▶ Work item: Exactly as written, copy the lines of the data below from the first through the one containing "Loads an item".

▶ The input:
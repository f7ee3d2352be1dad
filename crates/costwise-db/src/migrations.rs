//! # Database Migrations
//!
//! The schema lives in `migrations/sqlite/` at the workspace root and is
//! embedded into the binary at compile time.
//!
//! ```text
//! Database::new
//!      │
//!      ▼
//! _sqlx_migrations ── compare checksums ── apply pending files in order
//!      │
//!      └── 001_initial_schema.sql  items, bom_lines, operating_costs,
//!                                  categories, companies
//! ```
//!
//! Existing migration files are never edited; schema changes get a new
//! numbered file.

use sqlx::SqlitePool;
use tracing::info;

use crate::error::DbResult;

static MIGRATOR: sqlx::migrate::Migrator = sqlx::migrate!("../../migrations/sqlite");

/// Applies every pending migration. Safe to call on an up-to-date database.
pub async fn run_migrations(pool: &SqlitePool) -> DbResult<()> {
    info!(
        available = MIGRATOR.migrations.len(),
        "Checking for pending migrations"
    );

    MIGRATOR.run(pool).await?;

    info!("All migrations applied");
    Ok(())
}
//! `costwise item ...`

use serde::Serialize;
use tracing::info;

use crate::cli::{ItemAddArgs, ItemUpdateArgs};
use crate::config::AppConfig;
use crate::error::AppResult;
use crate::report::{field, Message, Render};
use costwise_core::bom::bom_total;
use costwise_core::conversion::convert as convert_kind;
use costwise_core::validation::validate_item;
use costwise_core::{BomLine, CoreError, Item, ItemKind, ItemMetadata, Money, Percent};
use costwise_db::Database;

/// Loads an item or fails with `ItemNotFound`.
pub(crate) async fn load_item(db: &Database, id: i64) -> AppResult<Item> {
    db.items()
        .get_by_id(id)
        .await?
        .ok_or_else(|| CoreError::ItemNotFound(id).into())
}

/// Trims a text option; blank means "not set".
fn non_blank(value: Option<String>) -> Option<String> {
    value
        .map(|v| v.trim().to_string())
        .filter(|v| !v.is_empty())
}

pub async fn add(db: &Database, args: ItemAddArgs) -> AppResult<Item> {
    let base_cost = Money::new(args.base_cost);
    let mut item = match args.kind {
        ItemKind::Product => Item::new_product(args.name.trim(), base_cost),
        ItemKind::Component => Item::new_component(args.name.trim(), base_cost),
    }
    .with_units_per_package(args.units_per_package)
    .with_expected_monthly_units(args.expected_units);

    if let Some(markup) = args.markup {
        item.markup = Percent::new(markup);
    }
    if let Some(tax) = args.tax {
        item.tax_rate = Percent::new(tax);
    }
    item.metadata = ItemMetadata {
        category: non_blank(args.category),
        company: non_blank(args.company),
        purchase_link: non_blank(args.link),
    };

    validate_item(&item)?;
    let saved = db.items().insert(&item).await?;
    info!(id = saved.id, name = %saved.name, kind = %saved.kind, "Item created");
    Ok(saved)
}

pub async fn list(db: &Database, kind: Option<ItemKind>) -> AppResult<Vec<Item>> {
    Ok(db.items().list(kind).await?)
}

/// An item with the BOM lines it currently carries.
#[derive(Debug, Clone, Serialize)]
pub struct ItemDetail {
    pub item: Item,
    pub bom_lines: Vec<BomLine>,
    pub subproducts_cost: Money,
}

impl Render for ItemDetail {
    fn render(&self, config: &AppConfig) -> String {
        let mut out = self.item.render(config);
        out.push_str("\nBill of Materials\n");
        if self.bom_lines.is_empty() {
            out.push_str("  (none)\n");
        }
        for line in &self.bom_lines {
            out.push_str(&format!(
                "  #{:<5} {:<40} {:>12}\n",
                line.id,
                line.name,
                config.money(line.cost)
            ));
        }
        out.push_str(&field("Subproducts total", config.money(self.subproducts_cost)));
        out
    }
}

pub async fn show(db: &Database, id: i64) -> AppResult<ItemDetail> {
    let item = load_item(db, id).await?;
    let bom_lines = db.bom().list_for_parent(id).await?;
    let subproducts_cost = bom_total(&bom_lines);

    Ok(ItemDetail {
        item,
        bom_lines,
        subproducts_cost,
    })
}

/// Replaces a metadata field when the flag was given. A blank value clears it.
fn apply_text(target: &mut Option<String>, value: Option<String>) {
    if let Some(value) = value {
        *target = non_blank(Some(value));
    }
}

pub async fn update(db: &Database, args: ItemUpdateArgs) -> AppResult<Item> {
    let mut item = load_item(db, args.id).await?;

    if let Some(name) = args.name {
        item.name = name.trim().to_string();
    }
    if let Some(cost) = args.base_cost {
        item.base_cost = Money::new(cost);
    }
    if let Some(markup) = args.markup {
        item.markup = Percent::new(markup);
    }
    if let Some(tax) = args.tax {
        item.tax_rate = Percent::new(tax);
    }
    if let Some(units) = args.units_per_package {
        item.units_per_package = units;
    }
    if let Some(units) = args.expected_units {
        item.expected_monthly_units = units;
    }
    apply_text(&mut item.metadata.category, args.category);
    apply_text(&mut item.metadata.company, args.company);
    apply_text(&mut item.metadata.purchase_link, args.link);

    validate_item(&item)?;
    let saved = db.items().update(&item).await?;
    info!(id = saved.id, "Item updated");
    Ok(saved)
}

pub async fn delete(db: &Database, id: i64) -> AppResult<Message> {
    let item = load_item(db, id).await?;
    let lines = db.bom().list_for_parent(id).await?.len();

    db.items().delete(id).await?;
    info!(id, lines, "Item deleted");

    Ok(Message::new(format!(
        "Deleted item #{} '{}' and {} BOM line(s)",
        id, item.name, lines
    )))
}

/// Outcome of `item convert`.
#[derive(Debug, Clone, Serialize)]
pub struct Conversion {
    pub item: Item,
    /// False when the item already had the requested kind.
    pub changed: bool,
}

impl Render for Conversion {
    fn render(&self, _config: &AppConfig) -> String {
        if self.changed {
            format!(
                "Converted #{} '{}' to {} (markup {}, tax {})",
                self.item.id, self.item.name, self.item.kind, self.item.markup, self.item.tax_rate
            )
        } else {
            format!(
                "#{} '{}' is already a {}",
                self.item.id, self.item.name, self.item.kind
            )
        }
    }
}

pub async fn convert(db: &Database, id: i64, to: ItemKind) -> AppResult<Conversion> {
    let mut item = load_item(db, id).await?;
    let changed = convert_kind(&mut item, to);

    if changed {
        item = db.items().update(&item).await?;
        info!(id, kind = %item.kind, "Item converted");
    }

    Ok(Conversion { item, changed })
}

// =============================================================================
// Unit Tests
// =============================================================================
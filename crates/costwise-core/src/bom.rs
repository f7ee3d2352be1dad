//! # Component Resolver
//!
//! Turns "use N units of item X" into a frozen [`BomLine`] on a parent item.
//!
//! ## Derivation
//! ```text
//! ┌─────────────────────────────────────────────────────────────────────────┐
//! │  source item X (+ its own BOM lines, one level only)                    │
//! │                                                                         │
//! │  total        = base_cost + Σ X's BOM line costs                        │
//! │  after markup = total × (1 + markup%)                                   │
//! │  package      = after markup × (1 + tax%)                               │
//! │  per unit     = package ÷ units_per_package   (1 when not positive)     │
//! │  line cost    = per unit × quantity needed                              │
//! │                                                                         │
//! │  Operating costs are never part of a component's price.                 │
//! └─────────────────────────────────────────────────────────────────────────┘
//! ```
//!
//! The resulting line holds a cost, not a link. Editing X later does not
//! change lines that were already created from it.

use serde::{Deserialize, Serialize};

use crate::error::{CoreResult, ValidationError};
use crate::money::{Money, Percent};
use crate::types::{BomLine, Item};
use crate::validation::validate_quantity_needed;

/// Source item as it looked when it was picked, with the sum of its own
/// BOM line costs.
#[derive(Debug, Clone, PartialEq)]
pub struct ComponentSnapshot {
    pub item: Item,
    pub bom_total: Money,
}

impl ComponentSnapshot {
    pub fn new(item: Item, lines: &[BomLine]) -> Self {
        ComponentSnapshot {
            item,
            bom_total: bom_total(lines),
        }
    }
}

/// Every intermediate value of a component cost derivation.
#[derive(Debug, Clone, Copy, PartialEq, Serialize, Deserialize)]
pub struct BomDerivation {
    pub base_cost: Money,
    pub bom_total: Money,
    pub total_cost: Money,
    pub markup: Percent,
    pub price_after_markup: Money,
    pub tax_rate: Percent,
    pub package_price: Money,
    pub units_per_package: f64,
    pub cost_per_unit: Money,
    pub quantity_needed: f64,
    pub line_cost: Money,
}

impl BomDerivation {
    /// True when the source is bought in packages of more than one unit.
    pub fn is_bulk(&self) -> bool {
        self.units_per_package > 1.0
    }

    fn line_name(&self, source_name: &str) -> String {
        if self.is_bulk() {
            format!("{} ({} units)", source_name, self.quantity_needed)
        } else {
            format!("{} (×{})", source_name, self.quantity_needed)
        }
    }

    fn description(&self) -> String {
        if self.is_bulk() {
            format!(
                "Base: {}, +{}% = {}, +{}% = {} package ÷ {} units = {}/unit × {} = {}",
                self.base_cost,
                self.markup.value(),
                self.price_after_markup,
                self.tax_rate.value(),
                self.package_price,
                self.units_per_package,
                self.cost_per_unit,
                self.quantity_needed,
                self.line_cost,
            )
        } else {
            format!(
                "Base: {}, Markup: {}%, Tax: {}%, Final: {} × {}",
                self.base_cost,
                self.markup.value(),
                self.tax_rate.value(),
                self.package_price,
                self.quantity_needed,
            )
        }
    }
}

/// Sums BOM line costs. Per-line tax rates are not applied.
pub fn bom_total(lines: &[BomLine]) -> Money {
    lines.iter().map(|line| line.cost).sum()
}

/// Runs the cost derivation without building a line.
pub fn derive_component_cost(
    source: &ComponentSnapshot,
    quantity_needed: f64,
) -> CoreResult<BomDerivation> {
    validate_quantity_needed(quantity_needed)?;

    let item = &source.item;
    let total_cost = item.base_cost + source.bom_total;
    let price_after_markup = total_cost * item.markup.factor();
    let package_price = price_after_markup * item.tax_rate.factor();

    let units_per_package = if item.units_per_package > 0.0 {
        item.units_per_package
    } else {
        1.0
    };
    let cost_per_unit = package_price / units_per_package;

    Ok(BomDerivation {
        base_cost: item.base_cost,
        bom_total: source.bom_total,
        total_cost,
        markup: item.markup,
        price_after_markup,
        tax_rate: item.tax_rate,
        package_price,
        units_per_package,
        cost_per_unit,
        quantity_needed,
        line_cost: cost_per_unit * quantity_needed,
    })
}

/// Builds an unsaved BOM line for `parent_id` from a source item snapshot.
///
/// ## Errors
/// - quantity not positive or not finite
/// - the source is the parent itself
/// - the source is not a component
///
/// ## Example
/// ```rust
/// use costwise_core::bom::{resolve_component_line, ComponentSnapshot};
/// use costwise_core::money::Money;
/// use costwise_core::types::Item;
///
/// let mut screws = Item::new_component("Screws", Money::new(100.0)).with_units_per_package(50.0);
/// screws.id = 3;
///
/// let line = resolve_component_line(7, &ComponentSnapshot::new(screws, &[]), 10.0).unwrap();
/// assert_eq!(line.cost, Money::new(20.0));
/// assert_eq!(line.name, "Screws (10 units)");
/// ```
pub fn resolve_component_line(
    parent_id: i64,
    source: &ComponentSnapshot,
    quantity_needed: f64,
) -> CoreResult<BomLine> {
    if !source.item.is_new() && source.item.id == parent_id {
        return Err(ValidationError::not_allowed(
            "component",
            "an item cannot be a component of itself",
        )
        .into());
    }
    if !source.item.is_component() {
        return Err(ValidationError::not_allowed(
            "component",
            format!("'{}' is a product; only components can be attached", source.item.name),
        )
        .into());
    }

    let derivation = derive_component_cost(source, quantity_needed)?;

    Ok(BomLine {
        id: 0,
        parent_id,
        name: derivation.line_name(&source.item.name),
        description: derivation.description(),
        cost: derivation.line_cost,
        tax_rate: Percent::zero(),
    })
}

// =============================================================================
// Unit Tests
// =============================================================================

▶ Answer for this exercise:
repository f7ee3d2352be1dad
filename crates/costwise-db/src/migrations.rs
//! # Database Migrations
//!
//! The schema lives in `migrations/sqlite/` at the workspace root and is
//! embedded into the binary at compile time.
//!
//! ```text
//! Database::new
//!      │
//!      ▼
//! _sqlx_migrations ── compare checksums ── apply pending files in order
//!      │
//!      └── 001_initial_schema.sql  items, bom_lines, operating_costs,
//!                                  categories, companies
//! ```
//!
//! Existing migration files are never edited; schema changes get a new
//! numbered file.

use sqlx::SqlitePool;
use tracing::info;

use crate::error::DbResult;

static MIGRATOR: sqlx::migrate::Migrator = sqlx::migrate!("../../migrations/sqlite");

/// Applies every pending migration. Safe to call on an up-to-date database.
pub async fn run_migrations(pool: &SqlitePool) -> DbResult<()> {
    info!(
        available = MIGRATOR.migrations.len(),
        "Checking for pending migrations"
    );

    MIGRATOR.run(pool).await?;

    info!("All migrations applied");
    Ok(())
}
//! `costwise item ...`

use serde::Serialize;
use tracing::info;

use crate::cli::{ItemAddArgs, ItemUpdateArgs};
use crate::config::AppConfig;
use crate::error::AppResult;
use crate::report::{field, Message, Render};
use costwise_core::bom::bom_total;
use costwise_core::conversion::convert as convert_kind;
use costwise_core::validation::validate_item;
use costwise_core::{BomLine, CoreError, Item, ItemKind, ItemMetadata, Money, Percent};
use costwise_db::Database;

/// Loads an item or fails with `ItemNotFound`.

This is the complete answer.